味覚は甘い、辛いの他にうま味という物があり、日本の研究者によって発見されたものだそうです。
このうま味を、たとえばビーフシチューに出したい場合、トマトペーストとサーディンペーストを少々入れると良いうま味が出る。。。実際本当です。

今までバカの一つ覚えの様におんなじタイプのじゃがいもばかり買っていましたが、スターチの少ない、ポテトに切り替えたらちょっとさっぱりとしたデレッとしないマッシュポテトに仕上がりました。

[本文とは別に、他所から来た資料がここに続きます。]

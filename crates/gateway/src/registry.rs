//! Session registry: the authoritative map from session id to live session.
//!
//! The map is sharded (dashmap) so lookups for unrelated sessions never
//! contend, and removal can run from synchronous teardown paths.

use std::sync::Arc;

use {
    dashmap::{DashMap, mapref::entry::Entry},
    thiserror::Error,
    uuid::Uuid,
};

use crate::{channel::SseChannel, services::BridgeHandle};

// ── Id generation ────────────────────────────────────────────────────────────

/// Source of candidate session identifiers.
///
/// Uniqueness among live sessions is enforced by the registry, not assumed
/// from the generator; tests inject deterministic sources.
pub trait IdSource: Send + Sync {
    fn generate(&self) -> String;
}

/// Default source: random UUIDv4.
pub struct UuidIdSource;

impl IdSource for UuidIdSource {
    fn generate(&self) -> String {
        Uuid::new_v4().to_string()
    }
}

// ── Session ──────────────────────────────────────────────────────────────────

/// One live client connection: its stream channel and attached bridge.
pub struct Session {
    pub id: String,
    pub channel: Arc<SseChannel>,
    pub bridge: Arc<dyn BridgeHandle>,
}

impl Session {
    pub fn new(id: String, channel: Arc<SseChannel>, bridge: Arc<dyn BridgeHandle>) -> Arc<Self> {
        Arc::new(Self { id, channel, bridge })
    }
}

/// Two live sessions may never share an identifier; hitting this means the
/// id source produced a collision faster than `allocate` could observe it.
#[derive(Debug, Error)]
#[error("session id already registered: {0}")]
pub struct IdCollision(pub String);

// ── Registry ─────────────────────────────────────────────────────────────────

pub struct SessionRegistry {
    sessions: DashMap<String, Arc<Session>>,
    ids: Arc<dyn IdSource>,
}

impl Default for SessionRegistry {
    fn default() -> Self {
        Self::new()
    }
}

impl SessionRegistry {
    pub fn new() -> Self {
        Self::with_id_source(Arc::new(UuidIdSource))
    }

    pub fn with_id_source(ids: Arc<dyn IdSource>) -> Self {
        Self {
            sessions: DashMap::new(),
            ids,
        }
    }

    /// Allocate an identifier that is unique among live sessions, drawing
    /// again on collision.
    pub fn allocate(&self) -> String {
        loop {
            let id = self.ids.generate();
            if !self.sessions.contains_key(&id) {
                return id;
            }
        }
    }

    /// Register a fully built session. Fails without touching the existing
    /// entry if the id is already live.
    pub fn insert(&self, session: Arc<Session>) -> Result<(), IdCollision> {
        match self.sessions.entry(session.id.clone()) {
            Entry::Occupied(_) => Err(IdCollision(session.id.clone())),
            Entry::Vacant(slot) => {
                slot.insert(session);
                Ok(())
            },
        }
    }

    /// Pure lookup, no side effects.
    pub fn get(&self, id: &str) -> Option<Arc<Session>> {
        self.sessions.get(id).map(|entry| Arc::clone(entry.value()))
    }

    /// Remove a session. Idempotent: an absent id is a no-op returning None.
    pub fn remove(&self, id: &str) -> Option<Arc<Session>> {
        self.sessions.remove(id).map(|(_, session)| session)
    }

    pub fn len(&self) -> usize {
        self.sessions.len()
    }

    pub fn is_empty(&self) -> bool {
        self.sessions.is_empty()
    }
}
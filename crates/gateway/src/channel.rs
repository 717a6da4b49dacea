//! The streaming channel: the server-to-client half of a session.
//!
//! A channel is a framework-agnostic sink. The HTTP layer drains the paired
//! receiver into the SSE response body; everything else only sees `send` and
//! `close`.

use std::sync::{
    Arc, Mutex,
    atomic::{AtomicBool, Ordering},
};

use {thiserror::Error, tokio::sync::mpsc};

use apibridge_protocol::{ENDPOINT_EVENT, MESSAGE_EVENT};

/// One server-to-client event.
#[derive(Debug, Clone, PartialEq, Eq)]
pub struct ServerEvent {
    /// SSE event name; `None` for unnamed events.
    pub event: Option<String>,
    pub data: String,
}

impl ServerEvent {
    /// Handshake event carrying the message-post URL for this session.
    pub fn endpoint(url: impl Into<String>) -> Self {
        Self {
            event: Some(ENDPOINT_EVENT.into()),
            data: url.into(),
        }
    }

    /// Ordinary protocol message.
    pub fn message(data: impl Into<String>) -> Self {
        Self {
            event: Some(MESSAGE_EVENT.into()),
            data: data.into(),
        }
    }
}

/// Write attempted after the stream was torn down. Benign: the caller logs
/// it and moves on.
#[derive(Debug, Clone, Copy, PartialEq, Eq, Error)]
#[error("channel closed")]
pub struct ChannelClosed;

/// Sender half of one session's stream. Events are delivered to the client
/// in send order; the queue is unbounded so `send` never blocks a caller.
pub struct SseChannel {
    tx: Mutex<Option<mpsc::UnboundedSender<ServerEvent>>>,
    closed: AtomicBool,
}

impl SseChannel {
    /// Create a channel and the receiver the HTTP layer will drain.
    pub fn new() -> (Arc<Self>, mpsc::UnboundedReceiver<ServerEvent>) {
        let (tx, rx) = mpsc::unbounded_channel();
        let channel = Arc::new(Self {
            tx: Mutex::new(Some(tx)),
            closed: AtomicBool::new(false),
        });
        (channel, rx)
    }

    /// Queue an event for the client. Fails once the channel is closed or
    /// the receiver side is gone.
    pub fn send(&self, event: ServerEvent) -> Result<(), ChannelClosed> {
        let guard = self.tx.lock().unwrap();
        match guard.as_ref() {
            Some(tx) => tx.send(event).map_err(|_| ChannelClosed),
            None => Err(ChannelClosed),
        }
    }

    /// Close the channel: drops the sender, which ends the SSE body.
    /// Idempotent: only the first call performs the close and returns true.
    pub fn close(&self) -> bool {
        if self.closed.swap(true, Ordering::SeqCst) {
            return false;
        }
        self.tx.lock().unwrap().take();
        true
    }

    pub fn is_closed(&self) -> bool {
        self.closed.load(Ordering::SeqCst)
    }
}
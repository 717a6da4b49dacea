//! `${ENV_VAR}` placeholder substitution in raw config text.

/// Replace `${ENV_VAR}` placeholders with values from the environment.
///
/// Unresolvable or malformed placeholders are left as-is.
pub fn substitute_env(input: &str) -> String {
    let mut out = String::with_capacity(input.len());
    let mut rest = input;

    while let Some(start) = rest.find("${") {
        out.push_str(&rest[..start]);
        let after = &rest[start + 2..];
        match after.find('}') {
            Some(end) if end > 0 => {
                let name = &after[..end];
                match std::env::var(name) {
                    Ok(val) => out.push_str(&val),
                    Err(_) => {
                        out.push_str("${");
                        out.push_str(name);
                        out.push('}');
                    },
                }
                rest = &after[end + 1..];
            },
            _ => {
                // No closing brace (or empty name) — emit the rest verbatim.
                out.push_str(&rest[start..]);
                rest = "";
            },
        }
    }

    out.push_str(rest);
    out
}

#[cfg(test)]
mod tests {
    use super::*;

    #[test]
    #[allow(unsafe_code)]
    fn substitutes_known_var() {
        unsafe { std::env::set_var("APIBRIDGE_TEST_SUBST", "hello") };
        assert_eq!(substitute_env("key=${APIBRIDGE_TEST_SUBST}"), "key=hello");
    }

    #[test]
    fn leaves_unknown_var_as_is() {
        assert_eq!(
            substitute_env("key=${APIBRIDGE_NO_SUCH_VAR_XYZ}"),
            "key=${APIBRIDGE_NO_SUCH_VAR_XYZ}"
        );
    }

    #[test]
    fn leaves_unclosed_placeholder_as_is() {
        assert_eq!(substitute_env("key=${OOPS"), "key=${OOPS");
        assert_eq!(substitute_env("key=${}"), "key=${}");
    }
}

America's Test Kitchenはスポンサー無しの番組・雑誌なので、台所用品や食品メーカーの比較も平等な結果であるということは有名です。 どのメーカーのフライパンがいいのかなんて迷ったらここでチェックするのが無難です。

先日、醤油とか味醂の比較もしていました。 
料理番組のパイオニアはジュリアチャイルド、彼女の白黒のクッキングショーを見るとでこぼこになった鍋や黒焦げのオーブンシートなど見ることができます。
なんでもピカピカステンレス、有名な鍋やらフライパンじゃなくってちょっと可愛らしい。

ジュリアが生のチキンを必死に洗っていたら、フランス人のシェフがなんでそんなに神経質に洗うの?
350度のオーブンで2時間もローストするんだから、それでも生き残ったばい菌がいたら、生きる価値のあるばい菌に違いない。と言ったエピソードを思い出し、フフフと笑ってしまった。